[Start of Attachment]

/// 开启客户端鉴权时，依次从 Authorization、`api_key` 查询参数、
/// 表单字段中取 key 并与配置比对。
async fn require_client_key(
    State(state): State<Arc<App>>,
    req: Request<Body>,
    next: Next,
) -> Response<Body> {
    let security = state.store().settings().snapshot().await.security;
    if !security.api_key_enabled {
        return next.run(req).await;
    }

    let mut presented = header_key(req.headers()).or_else(|| query_key(req.uri().query()));
    let req = if presented.is_none() && is_form_post(&req) {
        let (parts, body) = req.into_parts();
        let Ok(bytes) = body::to_bytes(body, BODY_LIMIT).await else {
            return StatusCode::BAD_REQUEST.into_response();
        };
        presented = form_key(&bytes);
        Request::from_parts(parts, Body::from(bytes))
    } else {
        req
    };

    match security.check(presented.as_deref()) {
        Ok(()) => next.run(req).await,
        Err(rejection) => {
            info!(path = %req.uri().path(), ?rejection, "rejected client request");
            let message = match rejection {
                ClientKeyRejection::Missing => {
                    "provide a valid API key in the Authorization header"
                }
                ClientKeyRejection::Invalid => "invalid API key",
            };
            error_response(&ProxyError::Unauthorized(message))
        }
    }
}

fn header_key(headers: &HeaderMap) -> Option<String> {
    let raw = headers.get(AUTHORIZATION)?.to_str().ok()?.trim();
    if raw.is_empty() {
        return None;
    }
    Some(raw.strip_prefix("Bearer ").unwrap_or(raw).trim().to_owned())
}

fn query_key(query: Option<&str>) -> Option<String> {
    url::form_urlencoded::parse(query?.as_bytes())
        .find(|(name, value)| name == "api_key" && !value.is_empty())
        .map(|(_, value)| value.into_owned())
}

fn form_key(body: &[u8]) -> Option<String> {
    url::form_urlencoded::parse(body)
        .find(|(name, value)| name == "api_key" && !value.is_empty())
        .map(|(_, value)| value.into_owned())
}

fn is_form_post(req: &Request<Body>) -> bool {
    req.method() == Method::POST
        && req
            .headers()
            .get(CONTENT_TYPE)
            .and_then(|value| value.to_str().ok())
            .is_some_and(|value| value.starts_with("application/x-www-form-urlencoded"))
}

async fn proxy_handler(
    State(state): State<Arc<App>>,
    req: Request<Body>,
) -> Result<Response<Body>, StatusCode> {
    let (parts, body) = req.into_parts();
    let body_bytes = body::to_bytes(body, BODY_LIMIT)
        .await
        .map_err(|_| StatusCode::BAD_REQUEST)?;

    let proxy_request = ProxyRequest {
        method: parts.method,
        path: parts.uri.path().to_owned(),
        query: parts.uri.query().map(str::to_owned),
        headers: parts.headers,
        body: body_bytes,
    };

    match state.gateway.proxy_request(proxy_request).await {
        Ok(ProxyReply::Buffered(resp)) => Ok(build_response(resp)),
        Ok(ProxyReply::Stream {
            status,
            headers,
            body,
        }) => {
            let mut builder = Response::builder().status(status);
            if let Some(target) = builder.headers_mut() {
                target.extend(headers);
            }
            builder
                .body(Body::from_stream(body))
                .map_err(|_| StatusCode::INTERNAL_SERVER_ERROR)
        }
        Err(err) => {
            if err.is_no_eligible_key() {
                error!("proxy error: {err}");
            } else {
                warn!("proxy error: {err}");
            }
            Ok(error_response(&err))
        }
    }
}

/// OpenAI 风格的错误响应。
fn error_response(err: &ProxyError) -> Response<Body> {
    let status = err.status_code();
    let payload = json!({
        "error": {
            "message": err.to_string(),
            "type": err.error_type(),
            "code": status.as_u16(),
        }
    });
    (status, Json(payload)).into_response()
}

fn build_response(resp: ProxyResponse) -> Response<Body> {
    let mut builder = Response::builder().status(resp.status);
    if let Some(headers) = builder.headers_mut() {
        for (name, value) in resp.headers.iter() {
            if name == TRANSFER_ENCODING || name == CONNECTION || name == CONTENT_LENGTH {
                continue;
            }
            headers.append(name.clone(), value.clone());
        }
        headers.insert(CONTENT_LENGTH, value_from_len(resp.body.len()));
        if !headers.contains_key(CONTENT_TYPE) {
            headers.insert(CONTENT_TYPE, HeaderValue::from_static("application/json"));
        }
    }
    builder
        .body(Body::from(resp.body))
        .unwrap_or_else(|_| StatusCode::INTERNAL_SERVER_ERROR.into_response())
}

fn value_from_len(len: usize) -> HeaderValue {
    HeaderValue::from_str(len.to_string().as_str())
        .unwrap_or_else(|_| HeaderValue::from_static("0"))
}

/// 管理接口的错误：状态码加简短说明。
fn admin_error(context: &str, err: ProxyError) -> (StatusCode, Json<ErrorView>) {
    let status = err.status_code();
    if status.is_server_error() {
        error!("{context}: {err}");
    } else {
        warn!("{context}: {err}");
    }
    (
        status,
        Json(ErrorView {
            error: err.to_string(),
        }),
    )
}

type AdminResult<T> = Result<T, (StatusCode, Json<ErrorView>)>;

#[derive(Debug, Serialize)]
struct ErrorView {
    error: String,
}

#[derive(Debug, Serialize)]
struct ApiKeyView {
    id: String,
    key: String,
    balance: f64,
    score: f64,
    disabled: bool,
    disabled_at: Option<i64>,
    last_used: Option<i64>,
    last_tested: Option<i64>,
    total_calls: u64,
    success_calls: u64,
    success_rate: f64,
    consecutive_failures: u32,
    rpm: u64,
    tpm: u64,
    is_used: bool,
}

[End of Attachment]

| WHAT YOU NEED TO DO |
Each entry above needs to be duplicated verbatim.

| ANSWER TO THE PROBLEM |
/// 开启客户端鉴权时，依次从 Authorization、`api_key` 查询参数、
/// 表单字段中取 key 并与配置比对。
async fn require_client_key(
    State(state): State<Arc<App>>,
    req: Request<Body>,
    next: Next,
) -> Response<Body> {
    let security = state.store().settings().snapshot().await.security;
    if !security.api_key_enabled {
        return next.run(req).await;
    }

    let mut presented = header_key(req.headers()).or_else(|| query_key(req.uri().query()));
    let req = if presented.is_none() && is_form_post(&req) {
        let (parts, body) = req.into_parts();
        let Ok(bytes) = body::to_bytes(body, BODY_LIMIT).await else {
            return StatusCode::BAD_REQUEST.into_response();
        };
        presented = form_key(&bytes);
        Request::from_parts(parts, Body::from(bytes))
    } else {
        req
    };

    match security.check(presented.as_deref()) {
        Ok(()) => next.run(req).await,
        Err(rejection) => {
            info!(path = %req.uri().path(), ?rejection, "rejected client request");
            let message = match rejection {
                ClientKeyRejection::Missing => {
                    "provide a valid API key in the Authorization header"
                }
                ClientKeyRejection::Invalid => "invalid API key",
            };
            error_response(&ProxyError::Unauthorized(message))
        }
    }
}

fn header_key(headers: &HeaderMap) -> Option<String> {
    let raw = headers.get(AUTHORIZATION)?.to_str().ok()?.trim();
    if raw.is_empty() {
        return None;
    }
    Some(raw.strip_prefix("Bearer ").unwrap_or(raw).trim().to_owned())
}

fn query_key(query: Option<&str>) -> Option<String> {
    url::form_urlencoded::parse(query?.as_bytes())
        .find(|(name, value)| name == "api_key" && !value.is_empty())
        .map(|(_, value)| value.into_owned())
}

fn form_key(body: &[u8]) -> Option<String> {
    url::form_urlencoded::parse(body)
        .find(|(name, value)| name == "api_key" && !value.is_empty())
        .map(|(_, value)| value.into_owned())
}

fn is_form_post(req: &Request<Body>) -> bool {
    req.method() == Method::POST
        && req
            .headers()
            .get(CONTENT_TYPE)
            .and_then(|value| value.to_str().ok())
            .is_some_and(|value| value.starts_with("application/x-www-form-urlencoded"))
}

async fn proxy_handler(
    State(state): State<Arc<App>>,
    req: Request<Body>,
) -> Result<Response<Body>, StatusCode> {
    let (parts, body) = req.into_parts();
    let body_bytes = body::to_bytes(body, BODY_LIMIT)
        .await
        .map_err(|_| StatusCode::BAD_REQUEST)?;

    let proxy_request = ProxyRequest {
        method: parts.method,
        path: parts.uri.path().to_owned(),
        query: parts.uri.query().map(str::to_owned),
        headers: parts.headers,
        body: body_bytes,
    };

    match state.gateway.proxy_request(proxy_request).await {
        Ok(ProxyReply::Buffered(resp)) => Ok(build_response(resp)),
        Ok(ProxyReply::Stream {
            status,
            headers,
            body,
        }) => {
            let mut builder = Response::builder().status(status);
            if let Some(target) = builder.headers_mut() {
                target.extend(headers);
            }
            builder
                .body(Body::from_stream(body))
                .map_err(|_| StatusCode::INTERNAL_SERVER_ERROR)
        }
        Err(err) => {
            if err.is_no_eligible_key() {
                error!("proxy error: {err}");
            } else {
                warn!("proxy error: {err}");
            }
            Ok(error_response(&err))
        }
    }
}

/// OpenAI 风格的错误响应。
fn error_response(err: &ProxyError) -> Response<Body> {
    let status = err.status_code();
    let payload = json!({
        "error": {
            "message": err.to_string(),
            "type": err.error_type(),
            "code": status.as_u16(),
        }
    });
    (status, Json(payload)).into_response()
}

fn build_response(resp: ProxyResponse) -> Response<Body> {
    let mut builder = Response::builder().status(resp.status);
    if let Some(headers) = builder.headers_mut() {
        for (name, value) in resp.headers.iter() {
            if name == TRANSFER_ENCODING || name == CONNECTION || name == CONTENT_LENGTH {
                continue;
            }
            headers.append(name.clone(), value.clone());
        }
        headers.insert(CONTENT_LENGTH, value_from_len(resp.body.len()));
        if !headers.contains_key(CONTENT_TYPE) {
            headers.insert(CONTENT_TYPE, HeaderValue::from_static("application/json"));
        }
    }
    builder
        .body(Body::from(resp.body))
        .unwrap_or_else(|_| StatusCode::INTERNAL_SERVER_ERROR.into_response())
}

fn value_from_len(len: usize) -> HeaderValue {
    HeaderValue::from_str(len.to_string().as_str())
        .unwrap_or_else(|_| HeaderValue::from_static("0"))
}

/// 管理接口的错误：状态码加简短说明。
fn admin_error(context: &str, err: ProxyError) -> (StatusCode, Json<ErrorView>) {
    let status = err.status_code();
    if status.is_server_error() {
        error!("{context}: {err}");
    } else {
        warn!("{context}: {err}");
    }
    (
        status,
        Json(ErrorView {
            error: err.to_string(),
        }),
    )
}

type AdminResult<T> = Result<T, (StatusCode, Json<ErrorView>)>;

#[derive(Debug, Serialize)]
struct ErrorView {
    error: String,
}

#[derive(Debug, Serialize)]
struct ApiKeyView {
    id: String,
    key: String,
    balance: f64,
    score: f64,
    disabled: bool,
    disabled_at: Option<i64>,
    last_used: Option<i64>,
    last_tested: Option<i64>,
    total_calls: u64,
    success_calls: u64,
    success_rate: f64,
    consecutive_failures: u32,
    rpm: u64,
    tpm: u64,
    is_used: bool,
}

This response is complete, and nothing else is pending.